He stated that we are Dissenters, because we are in a country with an established Church. Turn the sound down and Sunday Assembly, the atheist gathering, looks just like the fundamentalist Holy Trinity Brompton. When I reported this view to Hull Unitarians after the Sunday May 22nd service, it was met with laughter, and I said we may as well stand straight and perhaps wear bowler hats (forgetting that bowler hats have an unwelcome resonance for backwardness in Northern Ireland). He wondered if we contribute anything to the great debate of our time, and that we need a 'commanding vision' where we worship, pray, and need scripture and celebration, cobining faith and reason. It needs symbolism and imagination but also confidence and trust in reason through intellectual argument.

I am not saying that such a paper should not have been presented, but it surely should have been presented with a critique. It had a free run, and it needed challenging. It had nothing to offer the future other than the past, and took no account of change other than to lament what had taken place in recent times.

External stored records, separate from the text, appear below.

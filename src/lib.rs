//! dcg - Destructive Command Guard
//!
//! Inspects a shell command an agent is about to run and returns an
//! ALLOW / WARN / BLOCK verdict with the reason, without executing or
//! expanding any part of the command.
//!
//! # Features
//!
//! - **Segmentation**: splits on `;`, `&&`, `||`, `|`, newlines and
//!   here-documents while respecting quotes and substitutions
//! - **Embedded-execution detection**: `$(...)`, backticks, process
//!   substitution, `-exec`, pipes into shells and `xargs`
//! - **Safe contexts**: read-only commands and dry-run flags are not flagged
//! - **Safe paths**: deleting inside build output, caches and temp
//!   directories is not flagged
//! - **Pattern packs**: a core set plus optional built-in and TOML packs,
//!   compiled once into a linear-time `RegexSet`
//! - **Audit logging**: JSONL log of all decisions
//!
//! # Example
//!
//! ```
//! use dcg::{evaluate, PatternRegistry, SafePaths, VerdictAction};
//!
//! let registry = PatternRegistry::core();
//! let safe_paths = SafePaths::none();
//!
//! let verdict = evaluate("rm -rf /", "default", &registry, &safe_paths);
//! assert_eq!(verdict.action, VerdictAction::Block);
//! assert_eq!(verdict.pattern_id.as_deref(), Some("fs_rm_root"));
//!
//! let verdict = evaluate(r#"grep "rm -rf /" notes.txt"#, "default", &registry, &safe_paths);
//! assert!(verdict.is_allow());
//! ```

pub mod audit;
pub mod config;
pub mod engine;
pub mod input;
pub mod output;
pub mod parser;
pub mod rules;

// Re-exports for convenience
pub use config::{Config, ConfigError};
pub use engine::{evaluate, Guard, Match, SafePaths};
pub use input::{HookInput, ToolInput};
pub use output::{HookOutput, Verdict, VerdictAction};
pub use rules::{
    Action, PackDefinition, PackError, Pattern, PatternRegistry, RegistryBuilder, Severity,
};
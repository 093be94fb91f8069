//! Shell parsing for dcg
//!
//! Segmentation into sub-commands, word-level helpers and wrapper unwrapping.
//! Nothing here executes or expands the command.

pub mod segment;
pub mod shell;
pub mod wrapper;

pub use segment::{segment_command, HeredocBody, Segment, Segmentation};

Sunday Assembly needs to prove itself. It may go the way of the Ethical Churches or the Labour Church. But it has tapped into something in our culture: a need for fellowship, perhaps, and for rejoicing and concern, a secular version of religion. It is one possibility. Melanie Prideaux referred to the secular into Unitarianism. But some sort of reinforced historical dissent has no connection with the out there. Of course it has a history, and there is a flow to now, and it has a shadow and colours the present, but it simply cannot perform from that historical time to this. Rather, the tradition is the anti-tradition of evolving, changing, finding the new forms, and both using and examining these. Perhaps British Unitarianism, small as it is, was mid-way between Unitarian Universalism and Non-subscribing Irish Christianity, but it is moving towards the UUA, and this is where relevance is to be found to connect with the 'out there', for whom having an established Church is becoming either unethical in its stances or irrelevant. Do keep up.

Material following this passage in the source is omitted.